Abstract

Welded structures operate, as a rule, under conditions of simultaneous exposure to aggressive media and workloads. Thus, when protecting the metal of welded joints from corrosion fatigue, a number of specific problems arise due to the heterogeneity of their structure, the presence of multilayer welds, physical and geometric stress concentrators, and the staged nature of the change in the fine structure of the metal during fatigue loading. The result is an accelerated destruction of the metal in the junction zones of various structural forms, which are unequally adapted to the action of fatigue stresses.
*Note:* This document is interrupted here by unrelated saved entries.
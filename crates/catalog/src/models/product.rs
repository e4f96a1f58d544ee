//! Product domain types.

use std::collections::BTreeMap;

use chrono::{DateTime, Utc};
use rust_decimal::Decimal;
use serde::{Deserialize, Serialize};

use orchard_core::{CategoryId, InventoryStatus, ListPrice, ProductId, Slug};

use crate::validate::{
    Validate, ValidationErrors, check_non_negative, check_non_negative_i32, check_opt_str_max,
    check_str_len,
};

/// A product image.
#[derive(Debug, Clone, PartialEq, Eq, Serialize, Deserialize)]
pub struct ProductImage {
    /// Image URL.
    pub url: String,
    /// Alt text for accessibility.
    #[serde(default)]
    pub alt: String,
    /// Whether this is the primary listing image.
    #[serde(default)]
    pub is_primary: bool,
    /// Sort position in the gallery.
    #[serde(default)]
    pub order: i32,
}

/// A purchasable variant of a product (e.g. a size/color combination).
#[derive(Debug, Clone, PartialEq, Serialize, Deserialize)]
pub struct ProductVariant {
    /// Variant SKU.
    pub sku: String,
    /// Option attributes, e.g. `size -> "XL"`.
    #[serde(default)]
    pub attributes: BTreeMap<String, String>,
    /// Variant price in the product's currency.
    pub price: Decimal,
    /// Units on hand for this variant.
    pub stock_quantity: i32,
}

/// Stock-keeping state for a product.
#[derive(Debug, Clone, PartialEq, Eq, Serialize, Deserialize)]
pub struct Inventory {
    /// Units on hand.
    pub stock_quantity: i32,
    /// Threshold below which the product counts as low stock.
    pub low_stock_threshold: i32,
    /// Availability status.
    pub status: InventoryStatus,
    /// Warehouse identifier.
    #[serde(default)]
    pub warehouse: Option<String>,
}

impl Inventory {
    /// Default low-stock threshold.
    pub const DEFAULT_LOW_STOCK_THRESHOLD: i32 = 10;

    /// Whether stock has dropped below the low-stock threshold.
    #[must_use]
    pub const fn is_low_stock(&self) -> bool {
        self.stock_quantity < self.low_stock_threshold
    }
}

impl Default for Inventory {
    fn default() -> Self {
        Self {
            stock_quantity: 0,
            low_stock_threshold: Self::DEFAULT_LOW_STOCK_THRESHOLD,
            status: InventoryStatus::default(),
            warehouse: None,
        }
    }
}

/// Aggregated review ratings for a product.
#[derive(Debug, Clone, Copy, Default, PartialEq, Eq, Serialize, Deserialize)]
pub struct RatingSummary {
    /// Mean rating in `[0, 5]`; 0 when there are no reviews.
    pub average: Decimal,
    /// Number of reviews.
    pub count: i64,
}

/// A sellable product.
#[derive(Debug, Clone, Serialize, Deserialize)]
pub struct Product {
    /// Unique product ID.
    pub id: ProductId,
    /// Unique stock-keeping unit.
    pub sku: String,
    /// Display name.
    pub name: String,
    /// Unique URL slug.
    pub slug: Slug,
    /// Full description.
    pub description: Option<String>,
    /// Short listing description.
    pub short_description: Option<String>,
    /// List price.
    pub price: ListPrice,
    /// Gallery images.
    pub images: Vec<ProductImage>,
    /// Stock state.
    pub inventory: Inventory,
    /// Categories this product belongs to.
    pub category_ids: Vec<CategoryId>,
    /// Free-form attributes.
    pub attributes: BTreeMap<String, serde_json::Value>,
    /// Purchasable variants, in display order.
    pub variants: Vec<ProductVariant>,
    /// Aggregated ratings.
    pub ratings: RatingSummary,
    /// Search tags.
    pub tags: Vec<String>,
    /// Whether the product is visible.
    pub is_active: bool,
    /// Whether the product is featured.
    pub is_featured: bool,
    /// When the product was created.
    pub created_at: DateTime<Utc>,
    /// When the product was last updated.
    pub updated_at: DateTime<Utc>,
}

impl Product {
    /// The primary image, falling back to the first gallery entry.
    #[must_use]
    pub fn primary_image(&self) -> Option<&ProductImage> {
        self.images
            .iter()
            .find(|img| img.is_primary)
            .or_else(|| self.images.first())
    }
}

/// Input for creating a product.
#[derive(Debug, Clone)]
pub struct NewProduct {
    pub sku: String,
    pub name: String,
    pub slug: Slug,
    pub description: Option<String>,
    pub short_description: Option<String>,
    pub price: ListPrice,
    pub images: Vec<ProductImage>,
    pub inventory: Inventory,
    pub category_ids: Vec<CategoryId>,
    pub attributes: BTreeMap<String, serde_json::Value>,
    pub variants: Vec<ProductVariant>,
    pub tags: Vec<String>,
    pub is_active: bool,
    pub is_featured: bool,
}

impl NewProduct {
    /// Create input with defaults, deriving the slug from the name.
    #[must_use]
    pub fn new(sku: impl Into<String>, name: impl Into<String>, price: ListPrice) -> Self {
        let name = name.into();
        let slug = Slug::from_name(&name);
        Self {
            sku: sku.into(),
            name,
            slug,
            description: None,
            short_description: None,
            price,
            images: Vec::new(),
            inventory: Inventory::default(),
            category_ids: Vec::new(),
            attributes: BTreeMap::new(),
            variants: Vec::new(),
            tags: Vec::new(),
            is_active: true,
            is_featured: false,
        }
    }
}

impl Validate for NewProduct {
    fn validate(&self) -> Result<(), ValidationErrors> {
        let mut errors = ValidationErrors::new();

        check_str_len(&mut errors, "sku", &self.sku, 3, 50);
        check_str_len(&mut errors, "name", &self.name, 3, 200);
        check_opt_str_max(&mut errors, "description", self.description.as_deref(), 5000);
        check_opt_str_max(
            &mut errors,
            "short_description",
            self.short_description.as_deref(),
            200,
        );

        check_non_negative(&mut errors, "price.regular", self.price.regular);
        if let Some(sale) = self.price.sale {
            check_non_negative(&mut errors, "price.sale", sale);
        }

        check_non_negative_i32(
            &mut errors,
            "inventory.stock_quantity",
            self.inventory.stock_quantity,
        );

        for (i, variant) in self.variants.iter().enumerate() {
            if variant.sku.trim().is_empty() {
                errors.push(format!("variants[{i}].sku"), "variant sku is required");
            }
            check_non_negative(&mut errors, &format!("variants[{i}].price"), variant.price);
            check_non_negative_i32(
                &mut errors,
                &format!("variants[{i}].stock_quantity"),
                variant.stock_quantity,
            );
        }

        errors.into_result()
    }
}

#[cfg(test)]
#[allow(clippy::unwrap_used)]
mod tests {
    use super::*;
    use orchard_core::CurrencyCode;

    fn trowel() -> NewProduct {
        NewProduct::new(
            "TRL-001",
            "Hand Trowel",
            ListPrice::regular(Decimal::from(12), CurrencyCode::USD),
        )
    }

    #[test]
    fn test_validate_ok() {
        assert!(trowel().validate().is_ok());
    }

    #[test]
    fn test_validate_sku_too_short() {
        let mut new = trowel();
        new.sku = "AB".to_owned();
        let err = new.validate().unwrap_err();
        assert_eq!(err.errors()[0].field, "sku");
    }

    #[test]
    fn test_validate_negative_price() {
        let mut new = trowel();
        new.price.regular = Decimal::from(-5);
        let err = new.validate().unwrap_err();
        assert_eq!(err.errors()[0].field, "price.regular");
    }

    #[test]
    fn test_validate_variant_fields() {
        let mut new = trowel();
        new.variants.push(ProductVariant {
            sku: String::new(),
            attributes: BTreeMap::new(),
            price: Decimal::from(-1),
            stock_quantity: -2,
        });
        let err = new.validate().unwrap_err();
        let fields: Vec<_> = err.errors().iter().map(|e| e.field.as_str()).collect();
        assert_eq!(
            fields,
            [
                "variants[0].sku",
                "variants[0].price",
                "variants[0].stock_quantity"
            ]
        );
    }

    #[test]
    fn test_primary_image_fallback() {
        let new = trowel();
        let mut product = Product {
            id: ProductId::new(1),
            sku: new.sku,
            name: new.name,
            slug: new.slug,
            description: None,
            short_description: None,
            price: new.price,
            images: vec![
                ProductImage {
                    url: "a.jpg".to_owned(),
                    alt: String::new(),
                    is_primary: false,
                    order: 0,
                },
                ProductImage {
                    url: "b.jpg".to_owned(),
                    alt: String::new(),
                    is_primary: true,
                    order: 1,
                },
            ],
            inventory: Inventory::default(),
            category_ids: Vec::new(),
            attributes: BTreeMap::new(),
            variants: Vec::new(),
            ratings: RatingSummary::default(),
            tags: Vec::new(),
            is_active: true,
            is_featured: false,
            created_at: Utc::now(),
            updated_at: Utc::now(),
        };

        assert_eq!(product.primary_image().unwrap().url, "b.jpg");

        for img in &mut product.images {
            img.is_primary = false;
        }
        assert_eq!(product.primary_image().unwrap().url, "a.jpg");
    }

    #[test]
    fn test_low_stock() {
        let mut inv = Inventory::default();
        assert!(inv.is_low_stock());
        inv.stock_quantity = 25;
        assert!(!inv.is_low_stock());
    }
}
This fully applies to such critical structures of the oil and gas industry as pipelines, tanks, gas holders, etc. The purpose of the research was to establish the features of corrosion of welded joints made by various brands of electrodes by analyzing the change in the value of the electrode potential of the metal, which reflects the level of free energy of the surface layers in dynamics. Laboratory samples of carbon steel 1.0402 were subjected to manual arc welding (OZL-6, LB-52, MP-3 electrodes) and semi-automatic welding (EMK 6D polished wire and E71T1 rutile flux-cored welding wire with rapidly crystallizing slag). Further, their microstructural analysis was carried out and the hardness of various sections of welded joints was determined. It has been established that samples welded by semi-automatic welding are less susceptible to corrosion damage, since the distribution of electrode potentials in the zones of the welded joint indicates their lower structural inhomogeneity. In this case, general uniform corrosion takes place. In addition, the use of EMK 6D and E71T1 welding wires ensures better mechanical properties of welded joints.